Use Kubernetes cluster autoscaling

Enable the autoscaling setting for your Kubernetes cluster so that Kubernetes can automatically scale the node capacity when Kubernetes cannot schedule the run due to resource constraints. You must also adjust the TFE_RUN_PIPELINE_KUBERNETES_WORKER_TIMEOUT setting so that Terraform Enterprise does not timeout before the Kubernetes environment can scale to meet resource demand for additional runs. This setting should be set to be greater than the number of seconds Kubernetes requires to scale out and initiate a new node fitting the constraints and requirements for the agent jobs that Terraform Enterprise generates.
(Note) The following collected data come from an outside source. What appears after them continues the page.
//! # Observability
//!
//! Centralized logging setup for the Project Ledger client crates.
//!
//! Crates are **log producers** only. The binary calls
//! `observability::init()` once at startup and every crate uses the standard
//! `tracing` macros. Nothing outside this crate knows where logs go.
//!
//! ## Output
//!
//! Structured JSONL is appended to a single file, by default
//! `~/.ledger/logs/client.jsonl`:
//!
//! - `tail -f ~/.ledger/logs/client.jsonl | jq` for pretty JSON
//! - `lnav ~/.ledger/logs/client.jsonl` for interactive exploration
//!
//! An optional compact stderr layer gives immediate feedback in a terminal.
//!
//! ## Usage
//!
//! ```rust,ignore
//! fn main() {
//!     observability::init_with_config(observability::LogConfig {
//!         service_name: "ledger-cli".into(),
//!         default_level: "debug".into(),
//!         also_stderr: true,
//!         ..Default::default()
//!     });
//!     tracing::info!("ready");
//! }
//! ```

mod json_layer;
mod sink;

pub use json_layer::{redact_field, LogEntry, REDACTED};
pub use sink::CentralLogWriter;

use std::path::PathBuf;

/// Runtime export policy mode.
#[derive(Debug, Clone, Copy, PartialEq, Eq, Default)]
pub enum ObservabilityMode {
    /// Structured fields are written after secret redaction.
    #[default]
    DevVerbose,
    /// Only message, level and numeric/boolean fields are written.
    ProdMetadataOnly,
}

/// Configuration for the logging system.
#[derive(Debug, Clone)]
pub struct LogConfig {
    /// Name of the service (e.g., "ledger-cli").
    /// Included in every log line for filtering.
    pub service_name: String,

    /// Default log level filter (e.g., "debug", "info", "warn").
    /// Can be overridden by `RUST_LOG` environment variable.
    pub default_level: String,

    /// Optional custom log file path.
    /// Defaults to `~/.ledger/logs/client.jsonl`.
    pub log_path: Option<PathBuf>,

    /// Also emit logs to stderr for immediate feedback.
    pub also_stderr: bool,

    /// Runtime observability mode.
    pub mode: ObservabilityMode,
}

impl Default for LogConfig {
    fn default() -> Self {
        Self {
            service_name: "unknown".into(),
            default_level: "info".into(),
            log_path: None,
            also_stderr: false,
            mode: ObservabilityMode::DevVerbose,
        }
    }
}

/// Initialize logging with default settings for the given service.
pub fn init(service_name: &str) {
    init_with_config(LogConfig {
        service_name: service_name.into(),
        ..Default::default()
    });
}

/// Initialize logging with custom configuration.
///
/// If the log file cannot be opened the JSONL layer is skipped and only the
/// stderr layer (when enabled) is installed. Calling this twice is harmless;
/// the second call leaves the first subscriber in place.
pub fn init_with_config(config: LogConfig) {
    sink::init_subscriber(&config);
}

/// Central log file location.
pub fn default_log_path() -> Option<PathBuf> {
    dirs::home_dir().map(|home| home.join(".ledger").join("logs").join("client.jsonl"))
}

/// Re-export tracing macros for convenience.
pub use tracing::{debug, error, info, instrument, trace, warn};

/// Re-export Level for advanced filtering.
pub use tracing::Level;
When autoscaling is enabled for the Kubernetes cluster, Terraform Enterprise still complies with the maximum number of jobs it can run concurrently per the TFE_CAPACITY_CONCURRENCY configuration. We recommend that you carefully configure your Kubernetes environment with infrastructure layer upper and lower bounds on node availability to meet your business needs outside of Terraform Enterprise.
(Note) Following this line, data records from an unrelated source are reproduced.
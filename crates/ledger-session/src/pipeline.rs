//! Authenticated request pipeline with one refresh-and-retry on 401.

use crate::api::{payload_error, CURRENT_USER_PATH};
use crate::routes;
use crate::store::SessionStore;
use crate::transport::{ApiRequest, ApiResponse, HttpTransport, Method};
use crate::user::UserRecord;
use crate::{SessionError, SessionResult};
use parking_lot::Mutex;
use serde_json::Value;
use std::sync::Arc;
use tracing::{debug, info, warn};

/// Surfaces a failure message to the user.
pub trait Notifier: Send + Sync {
    fn notify_error(&self, message: &str);
}

/// Writes user-facing messages to the log.
pub struct TracingNotifier;

impl Notifier for TracingNotifier {
    fn notify_error(&self, message: &str) {
        warn!(message, "Request failed");
    }
}

/// Moves the shell to another route.
pub trait Navigator: Send + Sync {
    fn redirect(&self, path: &str);
}

/// Remembers the last redirect target.
#[derive(Default)]
pub struct RecordingNavigator {
    last: Mutex<Option<String>>,
}

impl RecordingNavigator {
    pub fn new() -> Self {
        Self::default()
    }

    pub fn last_redirect(&self) -> Option<String> {
        self.last.lock().clone()
    }

    pub fn take_redirect(&self) -> Option<String> {
        self.last.lock().take()
    }
}

impl Navigator for RecordingNavigator {
    fn redirect(&self, path: &str) {
        info!(path, "Redirecting");
        *self.last.lock() = Some(path.to_string());
    }
}

enum Outcome {
    Success(Value),
    Unauthorized,
    Failed(SessionError),
}

/// HTTP client wrapper that attaches the session's bearer token and
/// transparently recovers from one expired access token.
pub struct RequestPipeline {
    transport: Arc<dyn HttpTransport>,
    session: Arc<SessionStore>,
    notifier: Arc<dyn Notifier>,
    navigator: Arc<dyn Navigator>,
}

impl RequestPipeline {
    pub fn new(
        transport: Arc<dyn HttpTransport>,
        session: Arc<SessionStore>,
        notifier: Arc<dyn Notifier>,
        navigator: Arc<dyn Navigator>,
    ) -> Self {
        Self {
            transport,
            session,
            notifier,
            navigator,
        }
    }

    pub fn session(&self) -> &Arc<SessionStore> {
        &self.session
    }

    /// Send `request` and return the response body.
    ///
    /// A 401 triggers at most one refresh and one retry; the caller only sees
    /// the retried outcome or [`SessionError::AuthExpired`]. Every other
    /// failure is surfaced through the notifier once and returned.
    pub async fn send(&self, request: ApiRequest) -> SessionResult<Value> {
        let (sent_token, response) = self.dispatch(&request).await?;
        match classify(response) {
            Outcome::Success(body) => Ok(body),
            Outcome::Failed(e) => Err(self.surface(e)),
            Outcome::Unauthorized => self.recover(&request, sent_token).await,
        }
    }

    pub async fn get(&self, path: &str) -> SessionResult<Value> {
        self.send(ApiRequest::get(path)).await
    }

    pub async fn post(&self, path: &str, body: Value) -> SessionResult<Value> {
        self.send(ApiRequest::post(path).with_body(body)).await
    }

    pub async fn put(&self, path: &str, body: Value) -> SessionResult<Value> {
        self.send(ApiRequest::new(Method::Put, path).with_body(body))
            .await
    }

    pub async fn delete(&self, path: &str) -> SessionResult<Value> {
        self.send(ApiRequest::new(Method::Delete, path)).await
    }

    /// Fetch the current user and merge it into the stored record.
    pub async fn current_user(&self) -> SessionResult<UserRecord> {
        let body = self.get(CURRENT_USER_PATH).await?;
        let Some(record) = UserRecord::from_value(body) else {
            return Err(self.surface(SessionError::MalformedResponse(
                "current user response is not an object".to_string(),
            )));
        };
        self.session.update_user_info(&record.to_value())?;
        Ok(self.session.user().unwrap_or(record))
    }

    /// Attach the current token, if any, and send.
    async fn dispatch(&self, request: &ApiRequest) -> SessionResult<(Option<String>, ApiResponse)> {
        let mut outgoing = request.clone();
        let token = self.session.access_token();
        let sent_token = if token.is_empty() {
            None
        } else {
            outgoing.set_bearer(&token);
            Some(token)
        };

        match self.transport.send(&outgoing).await {
            Ok(response) => Ok((sent_token, response)),
            Err(e) => Err(self.surface(e)),
        }
    }

    async fn recover(
        &self,
        request: &ApiRequest,
        sent_token: Option<String>,
    ) -> SessionResult<Value> {
        let current = self.session.access_token();
        let refreshed = match sent_token {
            Some(sent) if !current.is_empty() && current != sent => {
                debug!(path = %request.path, "Token already refreshed, retrying");
                true
            }
            _ => {
                self.session.refresh_access_token().await
                    || self.token_replaced(sent_token.as_deref())
            }
        };

        if !refreshed {
            return Err(self.expire());
        }

        debug!(path = %request.path, "Retrying request after refresh");
        let (_, response) = self.dispatch(request).await?;
        match classify(response) {
            Outcome::Success(body) => Ok(body),
            Outcome::Failed(e) => Err(self.surface(e)),
            Outcome::Unauthorized => {
                warn!(path = %request.path, "Retried request was rejected again");
                Err(self.expire())
            }
        }
    }

    /// A login replaced the session while the refresh ran; the refresh result
    /// was discarded but the new token is usable.
    fn token_replaced(&self, sent_token: Option<&str>) -> bool {
        let current = self.session.access_token();
        let replaced = !current.is_empty() && Some(current.as_str()) != sent_token;
        if replaced {
            debug!("Session replaced during refresh, retrying with the new token");
        }
        replaced
    }

    /// Unrecoverable 401: log out and send the user to the login route.
    fn expire(&self) -> SessionError {
        self.session.logout();
        self.navigator.redirect(routes::LOGIN);
        let e = SessionError::AuthExpired;
        self.notifier.notify_error(&e.user_message());
        e
    }

    fn surface(&self, e: SessionError) -> SessionError {
        self.notifier.notify_error(&e.user_message());
        e
    }
}

/// A 401 always goes to recovery. Otherwise a payload error wins over the
/// status, then non-success statuses map to their error class.
fn classify(response: ApiResponse) -> Outcome {
    if response.status == 401 {
        return Outcome::Unauthorized;
    }
    if let Some(message) = payload_error(&response.body) {
        return Outcome::Failed(SessionError::MalformedResponse(message));
    }
    if !response.is_success() {
        return Outcome::Failed(SessionError::from_status(response.status));
    }
    Outcome::Success(response.body)
}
Google Cloud Platform Kubernetes Engine with Autopilot

You can use Google Cloud Platform Kubernetes Engine (GKE) pod annotations to fine tune the stability and availability of Terraform Enterprise. GKE Autopilot is a mode of operation that manages clusters. Refer to the Autopilot documentation for additional information.
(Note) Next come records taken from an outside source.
//! Project Ledger CLI - Command-line shell for the client session subsystem.

mod commands;
mod output;

use clap::{Parser, Subcommand, ValueEnum};
use commands::Context;
use ledger_config::{init_logging, Config, Paths};
use ledger_session::{Method, SessionError};

/// Project Ledger CLI - Sign in, call the ledger API and check route access.
#[derive(Parser)]
#[command(name = "ledger")]
#[command(about = "Project Ledger client for authentication and API access")]
#[command(version)]
struct Cli {
    #[command(subcommand)]
    command: Commands,

    /// Output format (text or json)
    #[arg(short, long, default_value = "text", global = true)]
    format: output::OutputFormat,

    /// Log level (trace, debug, info, warn, error); defaults to the config file
    #[arg(long, global = true)]
    log_level: Option<String>,

    /// API base URL; defaults to the config file
    #[arg(long, global = true)]
    api_url: Option<String>,
}

#[derive(Subcommand)]
enum Commands {
    /// Login with email and password
    Login {
        /// Email address (prompted when omitted)
        #[arg(short, long)]
        email: Option<String>,
    },

    /// Create an account
    Register {
        /// Email address (prompted when omitted)
        #[arg(short, long)]
        email: Option<String>,
        /// Extra registration fields as key=value
        #[arg(long = "field", value_name = "KEY=VALUE")]
        fields: Vec<String>,
    },

    /// Logout and clear session
    Logout,

    /// Check authentication status
    Status,

    /// Fetch the signed-in user from the server
    Whoami,

    /// Send an authenticated API request
    Request {
        /// HTTP method
        #[arg(value_enum)]
        method: HttpMethod,
        /// API path, e.g. /api/v1/projects
        path: String,
        /// JSON request body
        #[arg(short, long)]
        data: Option<String>,
    },

    /// Evaluate the route guard for a path
    Route {
        /// Route path, e.g. /projects/3/edit
        path: String,
    },

    /// List known routes
    Routes,

    /// Manage the monitoring session
    Monitoring {
        #[command(subcommand)]
        command: MonitoringCommands,
    },

    /// Show or set the application title
    SystemName {
        /// New name; omitted to show the current one
        name: Option<String>,
    },

    /// Update the stored user profile
    Profile {
        /// JSON object merged into the user record
        #[arg(short, long)]
        data: Option<String>,
        /// Fields as key=value
        #[arg(long = "field", value_name = "KEY=VALUE")]
        fields: Vec<String>,
    },
}

#[derive(Subcommand)]
enum MonitoringCommands {
    /// Store a monitoring token
    Set {
        /// Monitoring access token
        token: String,
        /// Monitoring user as a JSON object
        #[arg(short, long)]
        user: Option<String>,
    },
    /// Clear the monitoring session
    Clear,
}

#[derive(Debug, Clone, Copy, ValueEnum)]
enum HttpMethod {
    Get,
    Post,
    Put,
    Patch,
    Delete,
}

impl From<HttpMethod> for Method {
    fn from(method: HttpMethod) -> Self {
        match method {
            HttpMethod::Get => Method::Get,
            HttpMethod::Post => Method::Post,
            HttpMethod::Put => Method::Put,
            HttpMethod::Patch => Method::Patch,
            HttpMethod::Delete => Method::Delete,
        }
    }
}

async fn run(cli: Cli, ctx: &Context) -> anyhow::Result<()> {
    let format = &cli.format;
    match cli.command {
        Commands::Login { email } => commands::login(ctx, email, format).await,
        Commands::Register { email, fields } => {
            commands::register(ctx, email, &fields, format).await
        }
        Commands::Logout => commands::logout(ctx, format),
        Commands::Status => commands::status(ctx, format),
        Commands::Whoami => commands::whoami(ctx, format).await,
        Commands::Request { method, path, data } => {
            commands::request(ctx, method.into(), &path, data.as_deref(), format).await
        }
        Commands::Route { path } => commands::route_check(ctx, &path, format),
        Commands::Routes => commands::routes_list(ctx, format),
        Commands::Monitoring { command } => match command {
            MonitoringCommands::Set { token, user } => {
                commands::monitoring_set(ctx, &token, user.as_deref(), format)
            }
            MonitoringCommands::Clear => commands::monitoring_clear(ctx, format),
        },
        Commands::SystemName { name } => commands::system_name(ctx, name.as_deref(), format),
        Commands::Profile { data, fields } => {
            commands::profile_update(ctx, data.as_deref(), &fields, format)
        }
    }
}

/// Message shown for a failed command.
fn error_message(e: &anyhow::Error) -> String {
    match e.downcast_ref::<SessionError>() {
        Some(session_error) => session_error.user_message(),
        None => format!("{:#}", e),
    }
}

#[tokio::main]
async fn main() {
    let cli = Cli::parse();
    let format = cli.format;

    let paths = match Paths::new() {
        Ok(paths) => paths,
        Err(e) => {
            output::print_error(&e.to_string(), &format);
            std::process::exit(1);
        }
    };

    let mut config = match Config::load(&paths) {
        Ok(config) => config,
        Err(e) => {
            output::print_error(&e.to_string(), &format);
            std::process::exit(1);
        }
    };
    if let Some(url) = &cli.api_url {
        config.api_base_url = url.clone();
    }
    let level = cli.log_level.clone().unwrap_or_else(|| config.log_level.clone());

    // CLI doesn't need stderr output by default
    init_logging("ledger-cli", &level, Some(&paths), false);

    let result = match Context::open(&paths, &config).await {
        Ok(ctx) => run(cli, &ctx).await,
        Err(e) => Err(e),
    };

    if let Err(e) = result {
        output::print_error(&error_message(&e), &format);
        std::process::exit(1);
    }
}

#[cfg(test)]
mod tests {
    use super::*;

    #[test]
    fn test_cli_parses_request() {
        let cli = Cli::try_parse_from([
            "ledger",
            "--format",
            "json",
            "request",
            "post",
            "/api/v1/projects",
            "--data",
            r#"{"name":"Q2"}"#,
        ])
        .unwrap();

        match cli.command {
            Commands::Request { method, path, data } => {
                assert_eq!(Method::from(method), Method::Post);
                assert_eq!(path, "/api/v1/projects");
                assert_eq!(data.as_deref(), Some(r#"{"name":"Q2"}"#));
            }
            _ => panic!("expected request command"),
        }
    }

    #[test]
    fn test_cli_parses_monitoring_set() {
        let cli = Cli::try_parse_from(["ledger", "monitoring", "set", "M", "--user", "{}"]).unwrap();
        assert!(matches!(
            cli.command,
            Commands::Monitoring {
                command: MonitoringCommands::Set { .. }
            }
        ));
    }

    #[test]
    fn test_error_message_prefers_user_message() {
        let e = anyhow::Error::from(SessionError::NotFound);
        assert_eq!(error_message(&e), "The requested resource does not exist");

        let e = anyhow::anyhow!("Email is required");
        assert_eq!(error_message(&e), "Email is required");
    }
}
At a minimum, we recommend the following annotations and node selectors:

require that tfc-agent pods are not interruptable using the following annotation: cluster-autoscaler.kubernetes.io/safe-to-evict=false
select a balanced compute class for both Terraform Enterprise pods and tfc-agent workloads using the following node selector: cloud.google.com/compute-class: "Balanced"
set resource requests for CPU and memory for Terraform Enterprise and tfc-agent pods

Manage these settings in the Terraform Enterprise Helm chart values.

The following example shows how to configure features significant to operating Terraform Enterprise in GKE Autopilot. Note that the example is incomplete and does not include additional configurations for operating Terraform Enterprise:

# Terraform Enterprise resource requests, annotations, and node selectors
resources:
  requests:
    memory: "8000Mi"
    cpu: "8"
nodeSelector:
  cloud.google.com/compute-class: "Balanced"
pod:
  annotations:
    cluster-autoscaler.kubernetes.io/safe-to-evict: "false"

# Agent resource requests, annotations, and node selectors, utilizing the agent pod template feature
agentWorkerPodTemplate :
  metadata :
    annotations :
      "cluster-autoscaler.kubernetes.io/safe-to-evict": "false"
  spec :
    nodeSelector :
      cloud.google.com/compute-class: "Balanced"
    containers:
      - name: "tfc-agent"
        image:  "hashicorp/tfc-agent:1.17.5"
        resources :
          requests :
            memory: 2Gi
            cpu: 2